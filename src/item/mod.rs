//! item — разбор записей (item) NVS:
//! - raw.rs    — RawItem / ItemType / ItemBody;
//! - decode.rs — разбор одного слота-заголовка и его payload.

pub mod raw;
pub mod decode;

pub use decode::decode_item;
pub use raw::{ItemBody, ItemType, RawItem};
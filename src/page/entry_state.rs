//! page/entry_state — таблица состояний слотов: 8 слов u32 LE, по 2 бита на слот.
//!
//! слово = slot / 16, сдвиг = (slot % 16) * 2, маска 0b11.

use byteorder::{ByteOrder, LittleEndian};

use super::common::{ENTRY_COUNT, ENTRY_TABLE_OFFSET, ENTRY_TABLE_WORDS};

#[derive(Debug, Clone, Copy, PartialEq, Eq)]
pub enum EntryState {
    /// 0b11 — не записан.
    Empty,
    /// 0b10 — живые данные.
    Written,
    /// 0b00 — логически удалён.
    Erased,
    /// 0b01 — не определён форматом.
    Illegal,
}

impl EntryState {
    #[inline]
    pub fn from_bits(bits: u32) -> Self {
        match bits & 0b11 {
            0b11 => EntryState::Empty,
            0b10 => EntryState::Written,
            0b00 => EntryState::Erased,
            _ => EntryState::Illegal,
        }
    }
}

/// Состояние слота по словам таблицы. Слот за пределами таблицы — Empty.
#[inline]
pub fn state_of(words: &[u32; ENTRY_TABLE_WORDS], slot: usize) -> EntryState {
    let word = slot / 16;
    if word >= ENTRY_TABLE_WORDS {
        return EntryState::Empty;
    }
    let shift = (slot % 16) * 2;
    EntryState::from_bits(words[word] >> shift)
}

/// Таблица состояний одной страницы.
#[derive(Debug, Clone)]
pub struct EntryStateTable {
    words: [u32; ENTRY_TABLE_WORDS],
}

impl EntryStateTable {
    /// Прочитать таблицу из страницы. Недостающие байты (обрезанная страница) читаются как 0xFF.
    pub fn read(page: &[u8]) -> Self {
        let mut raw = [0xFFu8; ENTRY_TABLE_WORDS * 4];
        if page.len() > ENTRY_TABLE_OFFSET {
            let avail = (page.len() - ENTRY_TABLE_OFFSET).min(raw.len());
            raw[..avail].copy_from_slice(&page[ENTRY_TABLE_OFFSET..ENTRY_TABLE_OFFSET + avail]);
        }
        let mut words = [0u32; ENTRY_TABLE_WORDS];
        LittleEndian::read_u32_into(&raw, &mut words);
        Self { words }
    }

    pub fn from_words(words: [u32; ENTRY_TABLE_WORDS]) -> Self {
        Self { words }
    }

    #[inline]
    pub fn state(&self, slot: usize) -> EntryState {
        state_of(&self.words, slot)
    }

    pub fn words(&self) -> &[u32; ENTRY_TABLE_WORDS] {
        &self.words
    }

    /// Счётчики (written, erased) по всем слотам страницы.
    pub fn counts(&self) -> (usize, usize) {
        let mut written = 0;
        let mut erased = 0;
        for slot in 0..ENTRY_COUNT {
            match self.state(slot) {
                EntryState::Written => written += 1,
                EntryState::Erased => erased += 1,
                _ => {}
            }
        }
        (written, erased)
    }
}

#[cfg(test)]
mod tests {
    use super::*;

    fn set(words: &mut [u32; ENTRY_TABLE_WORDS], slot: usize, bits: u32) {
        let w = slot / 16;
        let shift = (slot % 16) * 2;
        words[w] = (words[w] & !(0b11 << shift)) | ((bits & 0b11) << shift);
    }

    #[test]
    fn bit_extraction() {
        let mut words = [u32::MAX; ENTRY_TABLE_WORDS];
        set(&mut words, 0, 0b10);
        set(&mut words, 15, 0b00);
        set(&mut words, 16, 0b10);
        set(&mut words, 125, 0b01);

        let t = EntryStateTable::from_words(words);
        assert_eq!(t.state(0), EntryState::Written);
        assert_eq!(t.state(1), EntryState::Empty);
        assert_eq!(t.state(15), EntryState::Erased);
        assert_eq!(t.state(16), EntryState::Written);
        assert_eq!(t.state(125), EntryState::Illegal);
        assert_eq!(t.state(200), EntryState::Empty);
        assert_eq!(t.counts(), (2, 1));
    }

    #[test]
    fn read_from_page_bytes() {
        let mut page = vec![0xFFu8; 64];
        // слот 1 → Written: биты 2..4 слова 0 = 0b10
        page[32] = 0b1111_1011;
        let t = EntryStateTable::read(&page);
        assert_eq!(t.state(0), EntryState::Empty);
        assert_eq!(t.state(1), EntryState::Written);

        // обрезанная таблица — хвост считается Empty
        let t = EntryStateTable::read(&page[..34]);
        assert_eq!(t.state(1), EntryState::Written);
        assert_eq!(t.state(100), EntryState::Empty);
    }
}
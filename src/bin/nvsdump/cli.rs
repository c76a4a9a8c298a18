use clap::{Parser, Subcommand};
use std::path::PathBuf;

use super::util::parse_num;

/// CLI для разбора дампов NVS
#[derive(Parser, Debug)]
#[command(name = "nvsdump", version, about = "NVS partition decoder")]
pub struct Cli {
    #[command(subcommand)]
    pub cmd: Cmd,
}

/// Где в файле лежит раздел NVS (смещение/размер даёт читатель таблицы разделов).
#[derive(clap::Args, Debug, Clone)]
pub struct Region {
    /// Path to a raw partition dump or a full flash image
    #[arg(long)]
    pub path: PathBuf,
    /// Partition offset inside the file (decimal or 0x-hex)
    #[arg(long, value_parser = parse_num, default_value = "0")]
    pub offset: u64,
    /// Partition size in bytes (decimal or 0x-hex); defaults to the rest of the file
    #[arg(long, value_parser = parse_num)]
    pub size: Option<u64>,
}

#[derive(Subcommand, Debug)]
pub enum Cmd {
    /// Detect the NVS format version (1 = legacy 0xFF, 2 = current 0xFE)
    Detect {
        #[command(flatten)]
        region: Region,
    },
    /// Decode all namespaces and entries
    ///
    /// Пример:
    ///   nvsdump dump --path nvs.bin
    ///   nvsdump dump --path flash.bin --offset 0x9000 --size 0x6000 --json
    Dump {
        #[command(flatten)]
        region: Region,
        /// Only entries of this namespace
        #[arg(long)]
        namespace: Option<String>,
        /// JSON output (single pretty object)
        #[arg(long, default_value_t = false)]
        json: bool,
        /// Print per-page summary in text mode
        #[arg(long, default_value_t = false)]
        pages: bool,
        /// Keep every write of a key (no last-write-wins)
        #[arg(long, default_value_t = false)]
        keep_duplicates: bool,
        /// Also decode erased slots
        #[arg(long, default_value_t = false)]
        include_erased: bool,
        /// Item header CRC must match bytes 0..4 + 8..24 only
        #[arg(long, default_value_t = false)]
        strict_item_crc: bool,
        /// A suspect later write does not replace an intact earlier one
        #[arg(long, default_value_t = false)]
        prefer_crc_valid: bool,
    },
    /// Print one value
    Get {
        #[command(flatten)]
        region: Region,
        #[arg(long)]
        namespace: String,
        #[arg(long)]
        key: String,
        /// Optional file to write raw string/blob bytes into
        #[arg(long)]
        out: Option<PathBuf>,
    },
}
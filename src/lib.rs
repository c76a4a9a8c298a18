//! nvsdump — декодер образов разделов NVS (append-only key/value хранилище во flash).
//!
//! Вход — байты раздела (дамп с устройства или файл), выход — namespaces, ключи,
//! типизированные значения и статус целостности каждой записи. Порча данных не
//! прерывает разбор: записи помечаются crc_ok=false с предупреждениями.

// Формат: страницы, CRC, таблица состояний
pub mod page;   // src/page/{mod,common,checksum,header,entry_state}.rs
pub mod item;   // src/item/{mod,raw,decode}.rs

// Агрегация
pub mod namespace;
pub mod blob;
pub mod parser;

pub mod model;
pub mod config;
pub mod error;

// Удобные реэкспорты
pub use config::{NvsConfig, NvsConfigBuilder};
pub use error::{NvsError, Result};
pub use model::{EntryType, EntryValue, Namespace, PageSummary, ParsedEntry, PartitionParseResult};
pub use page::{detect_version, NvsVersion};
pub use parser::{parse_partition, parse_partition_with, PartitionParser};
■ ■ ■ ■ ■
WHAT YOU ARE ASKED TO DO | For the data above, state only how many lines include the word "clap".

TASK RESULT | 2